Tracking radiation treatment in real time promises safer, more effective cancer therapy: The ability to accurately detect where X-rays land and in what dose could reduce the collateral damage from radiation therapy


Radiation, used to treat half of all cancer patients, can be measured during treatment for the first time with precise 3D imaging developed at the University of Michigan.

By capturing and amplifying tiny sound waves created when X-rays heat tissues in the body, medical professionals can map the radiation dose within the body, giving them new data to guide treatments in real time. It’s a first-of-its-kind view of an interaction doctors have previously been unable to “see.”

“Once you start delivering radiation, the body is pretty much a black box,” said Xueding Wang, the Jonathan Rubin Collegiate Professor of Biomedical Engineering, professor of radiology and corresponding author of the study in Nature Biotechnology. He also leads U-M’s Optical Imaging Laboratory.

“We don’t know exactly where the X-rays are hitting inside the body, and we don’t know how much radiation we’re delivering to the target. And each body is different, so making predictions for both aspects is tricky.”

Radiation is used in treatment for hundreds of thousands of cancer patients each year, bombarding an area of the body with high energy waves and particles, usually X-rays. The radiation can kill cancer cells outright or damage them so that they can’t spread.

These benefits are undermined by a lack of precision, as radiation treatment often kills and damages healthy cells in the areas surrounding a tumor. It can also raise the risk of developing new cancers.

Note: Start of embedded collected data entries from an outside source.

use thiserror::Error;

/// Errors returned by workflow synchronization operations.
#[derive(Error, Debug)]
pub enum SyncError {
    /// The backend returned a non-success HTTP status.
    #[error("Backend returned HTTP {status}: {detail}")]
    Http { status: u16, detail: String },

    /// The response from the backend was missing expected fields.
    #[error("{0}")]
    InvalidResponse(String),

    /// Network-level request failure with context.
    #[error("{context}: {source}")]
    Network {
        context: String,
        source: reqwest::Error,
    },

    /// JSON serialization/deserialization error.
    #[error("JSON error: {0}")]
    Json(#[from] serde_json::Error),
}

/// Convenience alias.
pub type Result<T> = std::result::Result<T, SyncError>;
//! # workflow-sync
//!
//! Async client for analyst pipeline backends: the multi-step content
//! pipelines (import, script analysis, novel analysis, alignment) exposed
//! over a project-scoped REST API and a per-project WebSocket event feed.
//!
//! The crate keeps a local view of one project's workflow state coherent
//! by reconciling three inputs: adaptively polled snapshots (0.5 s while a
//! step runs, 10 s otherwise), pushed workflow events folded into an
//! append-only session log, and user-issued step commands followed by a
//! forced refetch. Snapshot fetches are single-flight; stale responses for
//! an abandoned session are discarded, and a dropped event stream degrades
//! to poll-only operation.
//!
//! ## Quick Start
//!
//! ```no_run
//! use workflow_sync::{StepId, SyncConfig, SyncUpdate, Synchronizer, WorkflowClient};
//!
//! # async fn example() -> workflow_sync::Result<()> {
//! let client = WorkflowClient::new("http://127.0.0.1:8000/api/v2");
//! let sync = Synchronizer::new(client, SyncConfig::default());
//!
//! // Watch one project; updates arrive as snapshots and log entries
//! let handle = sync.spawn("my-project", |update| match update {
//!     SyncUpdate::Snapshot(snapshot) => {
//!         for (id, step) in snapshot.steps() {
//!             println!("{}: {}", id.display_name(), step.status.as_str());
//!         }
//!     }
//!     SyncUpdate::Log(entry) => println!("[{}] {}", entry.level.as_str(), entry.message),
//!     _ => {}
//! });
//!
//! // Commands refetch the snapshot on success instead of guessing state
//! handle.start_step(StepId::ScriptAnalysis).await?;
//! // ... later
//! handle.stop().await;
//! # Ok(())
//! # }
//! ```

pub mod client;
pub mod config;
pub mod error;
pub mod events;
pub mod session;
pub mod sync;
pub mod types;

pub use client::WorkflowClient;
pub use config::{SyncConfig, SyncConfigBuilder};
pub use error::{Result, SyncError};
pub use events::{parse_event, LlmDetail, LogEntry, LogLevel, WorkflowEvent};
pub use session::{FetchOutcome, FetchTicket, SessionLog, SessionPhase, SyncSession};
pub use sync::{SyncHandle, SyncUpdate, Synchronizer};
pub use types::{
    DependencyCheck, EpisodeAck, EpisodeState, ProgressAck, StepAck, StepId, StepState,
    StepStatus, WorkflowSnapshot,
};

With real-time 3D imaging, doctors can more accurately direct the radiation toward cancerous cells and limit the exposure of adjacent tissues. To do that, they simply need to “listen.”

When X-rays are absorbed by tissues in the body, they are turned into thermal energy. That heating causes the tissue to expand rapidly, and that expansion creates a sound wave.

The acoustic wave is weak and usually undetectable by typical ultrasound technology. U-M’s new ionizing radiation acoustic imaging system detects the wave with an array of ultrasonic transducers positioned on the patient’s side. The signal is amplified and then transferred into an ultrasound device for image reconstruction.

With the images in-hand, an oncology clinic can alter the level or trajectory of radiation during the process to ensure safer and more effective treatments.

“In the future, we could use the imaging information to compensate for uncertainties that arise from positioning, organ motion and anatomical variation during radiation therapy,” said Wei Zhang, a research investigator in biomedical engineering and the study’s first author. “That would allow us to deliver the dose to the cancer tumor with pinpoint accuracy.”

Another benefit of U-M’s technology is it can be easily added to current radiation therapy equipment without drastically changing the processes that clinicians are used to.

“In future applications, this technology can be used to personalize and adapt each radiation treatment to assure normal tissues are kept to a safe dose and that the tumor receives the dose intended,” said Kyle Cuneo, associate professor of radiation oncology at Michigan Medicine. “This technology would be especially beneficial in situations where the target is adjacent to radiation sensitive organs such as the small bowel or stomach.”

The research team is led by U-M, including Wang, Cuneo and Issam El Naqa, adjunct professor of radiation oncology at the U-M Medical School. The team works with partners at the Moffitt Cancer Center.

The University of Michigan has applied for patent protection and is seeking partners to help bring the technology to market. The research was supported by the National Cancer Institute and the Michigan Institute for Clinical and Health Research.